The Midwest is often said to be the essence of the United States, and yet it is remarkably resistant to definition. Even its putative inhabitants, when surveyed, disagree about its nature and location. Everywhere and nowhere at once, the Midwest is frequently described less as a destination than a transit zone: “a gateway” to the West, a nexus of rivers, a collection of “flyover states” and “rustbelt cities”—as if time itself had passed through on the way to more exciting locales. And yet, like “the middle class,” “the Midwest” is the object of relentless political appeals and calculations. It is said to be “the heartland,” the “bread basket,” the “bellwether,” the “real America.” Commentators regularly invoke it as a key index of national trends. Just as often, the Midwest is stereotyped as a provincial backwater—a land of rural simplicity, racial homogeneity, old-fashioned values, and general ordinariness. Scholars, artists, cultural critics, community leaders, and journalists have relentlessly contested these stereotypes, pointing to the Midwest’s overlooked diversity, complex immigrant history, artistic productivity, and economic dynamism. Yet the need to keep debunking vague and totalizing notions of midwestern identity only testifies to their persistence.
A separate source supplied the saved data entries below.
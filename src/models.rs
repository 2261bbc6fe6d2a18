//! Core data models used throughout the ingestion pipeline.
//!
//! These types represent the extracted text, chapters, and courses that flow
//! from an uploaded file through chaptering to the content store, plus the
//! read-side views the store hands back to the CLI and HTTP layer.

use serde::Serialize;

/// Upload formats the pipeline can extract text from.
#[derive(Debug, Clone, Copy, PartialEq, Eq, Hash, Serialize)]
#[serde(rename_all = "lowercase")]
pub enum FileType {
    Pdf,
    Txt,
    Epub,
}

impl FileType {
    /// Short tag stored alongside a course (`"pdf"`, `"txt"`, `"epub"`).
    pub fn as_str(&self) -> &'static str {
        match self {
            FileType::Pdf => "pdf",
            FileType::Txt => "txt",
            FileType::Epub => "epub",
        }
    }

    /// Inverse of [`as_str`](FileType::as_str), used when reading rows back.
    pub fn from_tag(tag: &str) -> Option<Self> {
        match tag {
            "pdf" => Some(FileType::Pdf),
            "txt" => Some(FileType::Txt),
            "epub" => Some(FileType::Epub),
            _ => None,
        }
    }
}

impl std::fmt::Display for FileType {
    fn fmt(&self, f: &mut std::fmt::Formatter<'_>) -> std::fmt::Result {
        f.write_str(self.as_str())
    }
}

/// Plain text pulled out of one upload, plus format-specific metadata.
///
/// `text` is always trimmed and non-empty; the per-format minimum length
/// has already been enforced by the extractor that produced it.
#[derive(Debug, Clone)]
pub struct ExtractedDocument {
    pub text: String,
    pub metadata: serde_json::Map<String, serde_json::Value>,
}

/// One section of a course.
///
/// `chapter_number` is 1-based and dense within a course. `word_count` is
/// always the whitespace-token count of `content`.
#[derive(Debug, Clone, PartialEq, Serialize)]
#[serde(rename_all = "camelCase")]
pub struct Chapter {
    pub chapter_number: u32,
    pub title: String,
    pub summary: String,
    pub content: String,
    pub word_count: usize,
}

/// Where a course came from.
#[derive(Debug, Clone, Serialize)]
#[serde(rename_all = "camelCase")]
pub struct CourseSource {
    pub file_name: String,
    pub file_type: FileType,
    pub file_size: u64,
    pub uploader_id: String,
    /// SHA-256 of the uploaded bytes, hex encoded.
    pub content_hash: String,
}

/// A fully assembled course, ready to hand to a [`CourseStore`](crate::store::CourseStore).
#[derive(Debug, Clone, Serialize)]
#[serde(rename_all = "camelCase")]
pub struct Course {
    pub title: String,
    pub description: String,
    pub chapters: Vec<Chapter>,
    pub total_words: usize,
    /// Minutes.
    pub estimated_reading_time: u64,
    pub source: CourseSource,
    pub metadata: serde_json::Map<String, serde_json::Value>,
}

/// Chapter entry in an ingestion result (content omitted).
#[derive(Debug, Clone, Serialize)]
#[serde(rename_all = "camelCase")]
pub struct ChapterOutline {
    pub chapter_number: u32,
    pub title: String,
    pub summary: String,
    pub word_count: usize,
}

impl From<&Chapter> for ChapterOutline {
    fn from(ch: &Chapter) -> Self {
        Self {
            chapter_number: ch.chapter_number,
            title: ch.title.clone(),
            summary: ch.summary.clone(),
            word_count: ch.word_count,
        }
    }
}

/// Summary returned to the caller after a successful ingestion.
#[derive(Debug, Clone, Serialize)]
#[serde(rename_all = "camelCase")]
pub struct CourseIngestResult {
    pub course_id: String,
    pub title: String,
    pub description: String,
    pub chapter_count: usize,
    pub total_words: usize,
    pub estimated_reading_time: u64,
    pub chapters: Vec<ChapterOutline>,
}

/// Row in a user's course list.
#[derive(Debug, Clone, Serialize)]
#[serde(rename_all = "camelCase")]
pub struct CourseListItem {
    pub id: String,
    pub title: String,
    pub description: String,
    pub chapter_count: usize,
    pub total_words: usize,
    pub estimated_reading_time: u64,
    pub file_name: String,
    pub file_type: String,
    pub status: String,
    pub created_at: String, // ISO8601
}

/// Chapter metadata within a [`CourseDetail`].
#[derive(Debug, Clone, Serialize)]
#[serde(rename_all = "camelCase")]
pub struct ChapterListing {
    pub id: String,
    pub chapter_number: u32,
    pub title: String,
    pub summary: String,
    pub word_count: usize,
}

/// A stored course with its chapter listing.
#[derive(Debug, Clone, Serialize)]
#[serde(rename_all = "camelCase")]
pub struct CourseDetail {
    pub id: String,
    pub title: String,
    pub description: String,
    pub chapter_count: usize,
    pub total_words: usize,
    pub estimated_reading_time: u64,
    pub file_name: String,
    pub file_type: String,
    pub file_size: u64,
    pub uploader_id: String,
    pub content_hash: String,
    pub status: String,
    pub created_at: String,
    pub metadata: serde_json::Value,
    /// Sent beside the course, not inside it.
    #[serde(skip)]
    pub chapters: Vec<ChapterListing>,
}

/// Full chapter content with neighbours for sequential reading.
#[derive(Debug, Clone, Serialize)]
#[serde(rename_all = "camelCase")]
pub struct ChapterDetail {
    pub id: String,
    pub course_id: String,
    pub course_title: String,
    pub chapter_number: u32,
    pub title: String,
    pub summary: String,
    pub content: String,
    pub word_count: usize,
    pub previous_chapter_id: Option<String>,
    pub next_chapter_id: Option<String>,
}

/// Status recorded for every course the pipeline persists.
pub const STATUS_READY: &str = "ready";

/// Format a unix timestamp as `YYYY-MM-DDTHH:MM:SSZ`.
pub fn format_ts_iso(ts: i64) -> String {
    chrono::DateTime::from_timestamp(ts, 0)
        .map(|dt| dt.format("%Y-%m-%dT%H:%M:%SZ").to_string())
        .unwrap_or_else(|| ts.to_string())
}
//! `tracing` subscriber setup for the CLI and server.

use tracing_subscriber::{fmt, layer::SubscriberExt, util::SubscriberInitExt, EnvFilter};

use crate::config::{LogFormat, LoggingConfig};

/// Install the global subscriber. `RUST_LOG` overrides `[logging].level`.
///
/// Events go to stderr so command output on stdout stays machine-readable.
/// Calling this twice is harmless; the second call is ignored.
pub fn init_logging(config: &LoggingConfig) {
    let filter =
        EnvFilter::try_from_default_env().unwrap_or_else(|_| EnvFilter::new(&config.level));

    let result = match config.format {
        LogFormat::Json => tracing_subscriber::registry()
            .with(filter)
            .with(fmt::layer().json().with_writer(std::io::stderr))
            .try_init(),
        LogFormat::Pretty => tracing_subscriber::registry()
            .with(filter)
            .with(
                fmt::layer()
                    .compact()
                    .with_target(true)
                    .with_writer(std::io::stderr),
            )
            .try_init(),
    };

    if result.is_ok() {
        tracing::debug!(level = %config.level, "logging initialized");
    }
}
How can a place so central to American identity be so elusive? Indeed, is there such a place—or is “the Midwest” a tenacious political fiction? What are the cultural and political effects of this concept, now and previously? What representations—in literature, visual media, journalism, history, and public culture—have underpinned conceptions of the Midwest? How do such representations relate to the complex demographic, social, economic, and experiential dimensions of life in this part of the United States?
The humanities are central to the study of such questions. As the Midwest resurges in political salience and becomes a growing focus of scholarly inquiry and grant funding, Miami is ideally situated to lead a pathbreaking study of the subject. Miami was home to one of the first scholarly journals on the subject, The Old Northwest, and many of our faculty are currently engaged in projects about the Midwest. At a time of increasing pressure on public universities, Miami’s humanities community has an opportunity to bring new understanding of our region to other scholars, students, alumni, and the public.
The 2025-26 Altman Program invites faculty to join a collaborative investigation of the Midwest and analogous regions, current and past. We invite applications from scholars working directly on the Midwest or similar regions and from anyone else who feels they can contribute to and benefit from the program. The preceding Call for Applications should be understood not as a final program description but a provocation for assembling a team of humanities experts who will refine the program collaboratively this winter. We invite applicants to suggest approaches and topics not specified above and to suggest additional framing questions, visiting speakers, co-collaborators, and program elements.